A partir da leitura dessa obra, percebemos que é possível tratar de temas delicados como o das relações familiares, problemas existenciais, não colocando a criança, o jovem diante de obras que resgatam o final feliz, mas, transformando em experiência os dramas que fazem parte de seu cotidiano. O leitor infantil, assim como o leitor adulto, é conscientizado de que existe um mundo real cheio de coisas simples e coisas complexas como a morte, e os sofrimentos causados pelo medo e pela dúvida.

O texto televisual Hoje é dia de Maria, em sua primeira jornada, trata de sentimentos conflituosos: medos, dúvidas, ou ainda, valorizando a linguagem e a imaginação. Dessa forma, o autor mobiliza, também no leitor, a sensibilidade e o desejo de expressão.
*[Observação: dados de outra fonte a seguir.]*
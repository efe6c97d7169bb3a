use serde::Serialize;

/// Section a task lands in when no `## Heading` precedes it
pub const DEFAULT_SECTION: &str = "Inbox";

/// Task checkbox state
#[derive(Debug, Clone, Copy, PartialEq, Eq, Hash, Serialize)]
#[serde(rename_all = "kebab-case")]
pub enum TaskStatus {
    Todo,
    InProgress,
    Done,
}

impl TaskStatus {
    /// The canonical character used inside the checkbox `[ ]`
    pub fn checkbox_char(self) -> char {
        match self {
            TaskStatus::Todo => ' ',
            TaskStatus::InProgress => '/',
            TaskStatus::Done => 'x',
        }
    }

    /// Parse a checkbox character into a status
    pub fn from_checkbox_char(c: char) -> Option<TaskStatus> {
        match c {
            ' ' => Some(TaskStatus::Todo),
            '/' => Some(TaskStatus::InProgress),
            'x' | 'X' => Some(TaskStatus::Done),
            _ => None,
        }
    }

    /// Name as written on the command line and in JSON
    pub fn as_str(self) -> &'static str {
        match self {
            TaskStatus::Todo => "todo",
            TaskStatus::InProgress => "in-progress",
            TaskStatus::Done => "done",
        }
    }
}

impl std::fmt::Display for TaskStatus {
    fn fmt(&self, f: &mut std::fmt::Formatter<'_>) -> std::fmt::Result {
        f.write_str(self.as_str())
    }
}

impl std::str::FromStr for TaskStatus {
    type Err = String;

    fn from_str(s: &str) -> Result<Self, Self::Err> {
        match s {
            "todo" => Ok(TaskStatus::Todo),
            "in-progress" => Ok(TaskStatus::InProgress),
            "done" => Ok(TaskStatus::Done),
            _ => Err(format!(
                "unknown status '{}' (expected: todo, in-progress, done)",
                s
            )),
        }
    }
}

/// A task parsed from a checkbox line of the task document
#[derive(Debug, Clone, Serialize)]
#[serde(rename_all = "camelCase")]
pub struct Task {
    /// Generated at parse time; not stable across re-parses
    pub id: String,
    /// Display text with `(Due ...)` and `(completed ...)` stripped
    pub content: String,
    pub status: TaskStatus,
    #[serde(skip_serializing_if = "Option::is_none")]
    pub due_date: Option<String>,
    #[serde(skip_serializing_if = "Option::is_none")]
    pub completed_date: Option<String>,
    /// Nearest preceding `## Heading`, or [`DEFAULT_SECTION`]
    pub section: String,
}

impl Task {
    /// Create a task with a fresh id and no annotations
    pub fn new(status: TaskStatus, content: impl Into<String>, section: impl Into<String>) -> Self {
        Task {
            id: uuid::Uuid::new_v4().to_string(),
            content: content.into(),
            status,
            due_date: None,
            completed_date: None,
            section: section.into(),
        }
    }
}

impl PartialEq for Task {
    fn eq(&self, other: &Self) -> bool {
        self.content == other.content
            && self.status == other.status
            && self.due_date == other.due_date
            && self.completed_date == other.completed_date
            && self.section == other.section
    }
}

impl Eq for Task {}
pub mod files;
pub mod sections;
pub mod timeline;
A obra televisiva convive, harmoniosamente, com tendências díspares, organizando uma narrativa múltipla, tornando-se objeto de inúmeras leituras, sucessivas fruições, não se esgotando em si mesma e ensejando as mais variadas interpretações. Além de Maria, aparecem outros personagens que fazem e cometem o mal, semeiam violências e dominam os mais fracos. As duas figuras maiores da encarnação desse mal são a madrasta e o Asmodeu, que deixam as marcas de suas perversidades por onde passam.

A saga dessa menina imprime uma série de situações, toca a experiência da precariedade da vida, da transitoriedade das coisas; apalpa a negatividade do mundo, o absurdo, e, às vezes, a falta de sentido, enfrentando o jogo da vida, no qual, mistério e enigma fazem a humanidade debater-se com o problema do mal. Esse embate, que tem a forma exterior de brutalidade entremeada e atravessada pela beleza e amor, faz com que o personagem realize a viagem – travessia – ao fundo de si mesmo.

Como podemos ver, os efeitos estéticos por que passa o leitor a partir do que é apresentado no polo artístico de Hoje é dia de Maria produzem-se pelos embates entre a perspectiva do narrador e as ambiguidades ocasionadas pelas vivências de uma menina que, em sua potencialidade do vir-a-ser, fundamenta o clímax da narrativa através de olhares substituindo palavras e palavras que dizem e escondem gestos que se insinuam e se intimidam como possibilidades de incitar o leitor à reflexão.

Pela construção de um possível horizonte de expectativas do público e posterior análise da recepção de Hoje é dia de Maria, podemos avaliar positivamente quanto ao

êxito naquilo em que a obra se propunha, ou seja, mostrar ao seu público uma produção literária ficcional na TV com marcas diferenciais, tornando-se alvo de elogios da crítica especializada e detentora de vários prêmios.